Tsinghua University, Beijing.
IEEE Trans Vis Comput Graph. 2013 Nov;19(11):1808-19. doi: 10.1109/TVCG.2013.99.
Change blindness refers to human inability to recognize large visual changes between images. In this paper, we present the first computational model of change blindness to quantify the degree of blindness between an image pair. It comprises a novel context-dependent saliency model and a measure of change, the former dependent on the site of the change, and the latter describing the amount of change. This saliency model in particular addresses the influence of background complexity, which plays an important role in the phenomenon of change blindness. Using the proposed computational model, we are able to synthesize changed images with desired degrees of blindness.

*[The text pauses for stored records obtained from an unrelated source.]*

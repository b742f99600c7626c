//! Error handling module
//!
//! Centralized error types and HTTP response conversion.

use axum::http::StatusCode;
use axum::response::{IntoResponse, Response};
use axum::Json;
use serde::Serialize;

use crate::directory::DirectoryError;
use crate::domain::{DomainError, FieldError, ValidationErrors};
use crate::store::StoreError;

/// Application-wide Result type
pub type AppResult<T> = Result<T, AppError>;

/// Application error types
#[derive(Debug, thiserror::Error)]
pub enum AppError {
    /// Per-field validation failures; detected before any mutation
    #[error("Validation failed: {0}")]
    Validation(ValidationErrors),

    // Domain-state and not-found errors
    #[error(transparent)]
    Domain(#[from] DomainError),

    #[error("Forbidden: {0}")]
    Forbidden(String),

    #[error("Missing required header: {0}")]
    MissingHeader(String),

    // Collaborator errors
    #[error(transparent)]
    Store(#[from] StoreError),

    #[error(transparent)]
    Directory(#[from] DirectoryError),

    // Server errors
    #[error("Internal error: {0}")]
    Internal(String),

    #[error("Configuration error: {0}")]
    Config(#[from] crate::config::ConfigError),
}

impl From<ValidationErrors> for AppError {
    fn from(errors: ValidationErrors) -> Self {
        AppError::Validation(errors)
    }
}

/// Error response body
#[derive(Debug, Serialize)]
pub struct ErrorResponse {
    pub error: String,
    pub error_code: String,
    #[serde(skip_serializing_if = "Option::is_none")]
    pub details: Option<String>,
    #[serde(skip_serializing_if = "Option::is_none")]
    pub fields: Option<Vec<FieldError>>,
}

impl IntoResponse for AppError {
    fn into_response(self) -> Response {
        let (status, error_code, details, fields) = match &self {
            // 400 Bad Request
            AppError::Validation(errors) => (
                StatusCode::BAD_REQUEST,
                "validation_failed",
                None,
                Some(errors.errors.clone()),
            ),
            AppError::MissingHeader(header) => (
                StatusCode::BAD_REQUEST,
                "missing_header",
                Some(header.clone()),
                None,
            ),

            // 403 Forbidden
            AppError::Forbidden(msg) => {
                (StatusCode::FORBIDDEN, "forbidden", Some(msg.clone()), None)
            }

            // Domain errors - map to appropriate HTTP status
            AppError::Domain(domain_err) => {
                let code = match domain_err {
                    DomainError::AlreadyPublished => "already_published",
                    DomainError::NoDiscoveryDay => "no_discovery_day",
                    DomainError::RegistrationClosed { .. } => "registration_closed",
                    DomainError::DuplicateRegistration(_) => "duplicate_registration",
                    DomainError::RegistrationNotFound(_) => "registration_not_found",
                    DomainError::RfiNotFound(_) => "rfi_not_found",
                    DomainError::UserNotFound(_) => "user_not_found",
                };
                let status = match domain_err {
                    DomainError::AlreadyPublished | DomainError::DuplicateRegistration(_) => {
                        StatusCode::CONFLICT
                    }
                    DomainError::NoDiscoveryDay | DomainError::RegistrationClosed { .. } => {
                        StatusCode::UNPROCESSABLE_ENTITY
                    }
                    DomainError::RegistrationNotFound(_)
                    | DomainError::RfiNotFound(_)
                    | DomainError::UserNotFound(_) => StatusCode::NOT_FOUND,
                };
                (status, code, Some(domain_err.to_string()), None)
            }

            // Store errors
            AppError::Store(StoreError::Conflict { .. }) => {
                (StatusCode::CONFLICT, "write_conflict", None, None)
            }
            AppError::Store(StoreError::AlreadyExists(id)) => (
                StatusCode::CONFLICT,
                "already_exists",
                Some(id.to_string()),
                None,
            ),
            AppError::Store(StoreError::NotFound(id)) => (
                StatusCode::NOT_FOUND,
                "rfi_not_found",
                Some(id.to_string()),
                None,
            ),
            AppError::Store(e) => {
                tracing::error!("Store error: {:?}", e);
                (StatusCode::INTERNAL_SERVER_ERROR, "store_error", None, None)
            }

            // 500 Internal Server Error
            AppError::Directory(e) => {
                tracing::error!("Directory error: {:?}", e);
                (
                    StatusCode::INTERNAL_SERVER_ERROR,
                    "directory_error",
                    None,
                    None,
                )
            }
            AppError::Internal(msg) => {
                tracing::error!("Internal error: {}", msg);
                (
                    StatusCode::INTERNAL_SERVER_ERROR,
                    "internal_error",
                    None,
                    None,
                )
            }
            AppError::Config(e) => {
                tracing::error!("Config error: {:?}", e);
                (
                    StatusCode::INTERNAL_SERVER_ERROR,
                    "config_error",
                    None,
                    None,
                )
            }
        };

        let body = ErrorResponse {
            error: self.to_string(),
            error_code: error_code.to_string(),
            details,
            fields,
        };

        (status, Json(body)).into_response()
    }
}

User studies and comparisons to state-of-the-art saliency models demonstrate the effectiveness of our model.
变化盲视是指人类无法识别图像之间的大视觉变化。在本文中,我们提出了第一个计算模型的变化盲视来量化一对图像之间的盲视程度。它包括一个新的上下文相关的显著模型和一个变化的度量,前者依赖于变化的位置,后者描述了变化的程度。特别是这个显著模型解决了背景复杂性的影响,这在变化盲视现象中起着重要作用。使用我们提出的计算模型,我们能够合成具有所需盲视程度的变化图像。用户研究和对最先进的显著模型的比较证明了我们模型的有效性。